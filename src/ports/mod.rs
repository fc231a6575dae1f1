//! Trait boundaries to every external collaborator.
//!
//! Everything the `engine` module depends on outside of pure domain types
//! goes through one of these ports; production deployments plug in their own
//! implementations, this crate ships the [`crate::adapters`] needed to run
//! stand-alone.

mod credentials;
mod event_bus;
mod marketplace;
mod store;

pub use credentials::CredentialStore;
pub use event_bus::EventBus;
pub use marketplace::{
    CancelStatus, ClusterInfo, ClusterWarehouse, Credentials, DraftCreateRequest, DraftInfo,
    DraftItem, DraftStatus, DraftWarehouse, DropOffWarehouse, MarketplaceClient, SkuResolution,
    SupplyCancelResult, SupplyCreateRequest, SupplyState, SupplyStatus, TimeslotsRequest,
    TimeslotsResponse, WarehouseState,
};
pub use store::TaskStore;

◇ ◇ ◇ ◇ ◇ ◇ ◇

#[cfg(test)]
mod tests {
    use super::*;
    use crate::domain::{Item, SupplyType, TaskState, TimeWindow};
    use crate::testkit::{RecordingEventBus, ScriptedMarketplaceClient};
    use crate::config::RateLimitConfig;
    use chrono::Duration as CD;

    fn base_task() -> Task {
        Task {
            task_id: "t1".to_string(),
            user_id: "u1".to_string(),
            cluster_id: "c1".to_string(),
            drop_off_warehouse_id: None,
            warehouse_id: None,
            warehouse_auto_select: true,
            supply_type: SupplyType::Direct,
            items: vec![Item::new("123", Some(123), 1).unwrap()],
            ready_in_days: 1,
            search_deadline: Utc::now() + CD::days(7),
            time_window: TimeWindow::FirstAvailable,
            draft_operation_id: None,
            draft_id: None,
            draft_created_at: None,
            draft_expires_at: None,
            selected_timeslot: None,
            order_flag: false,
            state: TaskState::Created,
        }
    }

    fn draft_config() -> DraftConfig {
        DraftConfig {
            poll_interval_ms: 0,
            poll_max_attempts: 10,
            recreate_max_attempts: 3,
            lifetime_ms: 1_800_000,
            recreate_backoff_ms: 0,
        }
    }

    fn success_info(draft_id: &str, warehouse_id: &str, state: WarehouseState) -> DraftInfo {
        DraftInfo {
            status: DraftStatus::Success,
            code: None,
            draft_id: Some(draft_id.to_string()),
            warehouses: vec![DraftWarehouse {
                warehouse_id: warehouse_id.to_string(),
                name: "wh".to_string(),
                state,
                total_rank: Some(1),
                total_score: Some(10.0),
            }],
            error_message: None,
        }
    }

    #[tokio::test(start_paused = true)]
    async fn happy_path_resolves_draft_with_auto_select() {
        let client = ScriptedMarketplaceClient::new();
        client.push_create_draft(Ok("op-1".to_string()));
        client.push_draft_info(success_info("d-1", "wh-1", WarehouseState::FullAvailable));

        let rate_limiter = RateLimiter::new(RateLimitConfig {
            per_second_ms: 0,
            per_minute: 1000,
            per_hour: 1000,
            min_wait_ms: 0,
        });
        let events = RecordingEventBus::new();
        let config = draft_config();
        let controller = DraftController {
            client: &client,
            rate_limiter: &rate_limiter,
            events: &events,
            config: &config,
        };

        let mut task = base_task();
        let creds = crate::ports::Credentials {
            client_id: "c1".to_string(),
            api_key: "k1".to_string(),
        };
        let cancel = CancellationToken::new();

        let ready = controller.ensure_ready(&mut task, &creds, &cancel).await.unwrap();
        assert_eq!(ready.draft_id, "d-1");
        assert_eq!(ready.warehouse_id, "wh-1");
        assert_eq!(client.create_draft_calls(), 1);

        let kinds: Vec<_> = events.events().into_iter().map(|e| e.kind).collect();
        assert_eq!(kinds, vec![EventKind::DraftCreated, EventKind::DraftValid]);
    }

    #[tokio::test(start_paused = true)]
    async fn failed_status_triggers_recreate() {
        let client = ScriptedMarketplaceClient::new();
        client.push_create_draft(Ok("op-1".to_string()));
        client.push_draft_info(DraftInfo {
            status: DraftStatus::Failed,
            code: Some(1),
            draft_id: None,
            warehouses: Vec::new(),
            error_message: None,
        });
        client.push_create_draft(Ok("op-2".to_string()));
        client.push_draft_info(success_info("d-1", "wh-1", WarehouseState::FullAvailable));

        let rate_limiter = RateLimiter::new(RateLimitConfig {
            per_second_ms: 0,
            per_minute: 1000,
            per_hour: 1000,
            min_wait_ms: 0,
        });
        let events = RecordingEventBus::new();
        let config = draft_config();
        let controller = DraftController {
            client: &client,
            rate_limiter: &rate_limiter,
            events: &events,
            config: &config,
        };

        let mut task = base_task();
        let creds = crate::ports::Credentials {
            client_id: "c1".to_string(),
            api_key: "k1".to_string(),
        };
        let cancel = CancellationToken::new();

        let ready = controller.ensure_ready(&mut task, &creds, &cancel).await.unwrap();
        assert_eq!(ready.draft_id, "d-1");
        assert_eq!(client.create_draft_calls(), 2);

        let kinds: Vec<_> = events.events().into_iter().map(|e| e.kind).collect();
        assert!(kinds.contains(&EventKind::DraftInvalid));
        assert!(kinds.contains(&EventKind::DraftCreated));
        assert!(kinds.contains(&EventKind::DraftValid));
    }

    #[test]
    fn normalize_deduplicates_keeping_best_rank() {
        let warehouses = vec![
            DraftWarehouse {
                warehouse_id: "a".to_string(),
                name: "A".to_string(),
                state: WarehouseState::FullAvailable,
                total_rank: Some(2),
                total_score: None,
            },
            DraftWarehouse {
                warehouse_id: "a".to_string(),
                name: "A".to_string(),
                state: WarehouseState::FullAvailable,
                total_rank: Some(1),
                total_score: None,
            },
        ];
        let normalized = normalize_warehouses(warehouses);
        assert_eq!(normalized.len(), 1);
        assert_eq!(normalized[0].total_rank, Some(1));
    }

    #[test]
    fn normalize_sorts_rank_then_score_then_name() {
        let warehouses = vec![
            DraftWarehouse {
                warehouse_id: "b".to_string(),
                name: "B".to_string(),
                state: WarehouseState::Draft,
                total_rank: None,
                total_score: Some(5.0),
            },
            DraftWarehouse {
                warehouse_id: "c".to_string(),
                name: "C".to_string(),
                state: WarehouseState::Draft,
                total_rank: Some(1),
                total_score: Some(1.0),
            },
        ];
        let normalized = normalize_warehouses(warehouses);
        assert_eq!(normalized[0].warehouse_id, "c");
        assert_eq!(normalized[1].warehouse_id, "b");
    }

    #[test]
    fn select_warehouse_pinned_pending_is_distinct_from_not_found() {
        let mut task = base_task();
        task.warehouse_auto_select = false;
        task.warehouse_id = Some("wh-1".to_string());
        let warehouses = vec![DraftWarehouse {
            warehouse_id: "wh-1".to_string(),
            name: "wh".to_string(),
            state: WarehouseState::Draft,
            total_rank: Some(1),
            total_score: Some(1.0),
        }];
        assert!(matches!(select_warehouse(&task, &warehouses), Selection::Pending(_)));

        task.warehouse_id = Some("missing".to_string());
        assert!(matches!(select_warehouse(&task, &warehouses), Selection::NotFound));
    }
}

◇ ◇ ◇ ◇ ◇ ◇ ◇

■ **Exercise requirements**: Look through the entries for the string "contains". Every line that has it belongs in the answer.

■ **Response below**:
        assert!(kinds.contains(&EventKind::DraftInvalid));
        assert!(kinds.contains(&EventKind::DraftCreated));
        assert!(kinds.contains(&EventKind::DraftValid));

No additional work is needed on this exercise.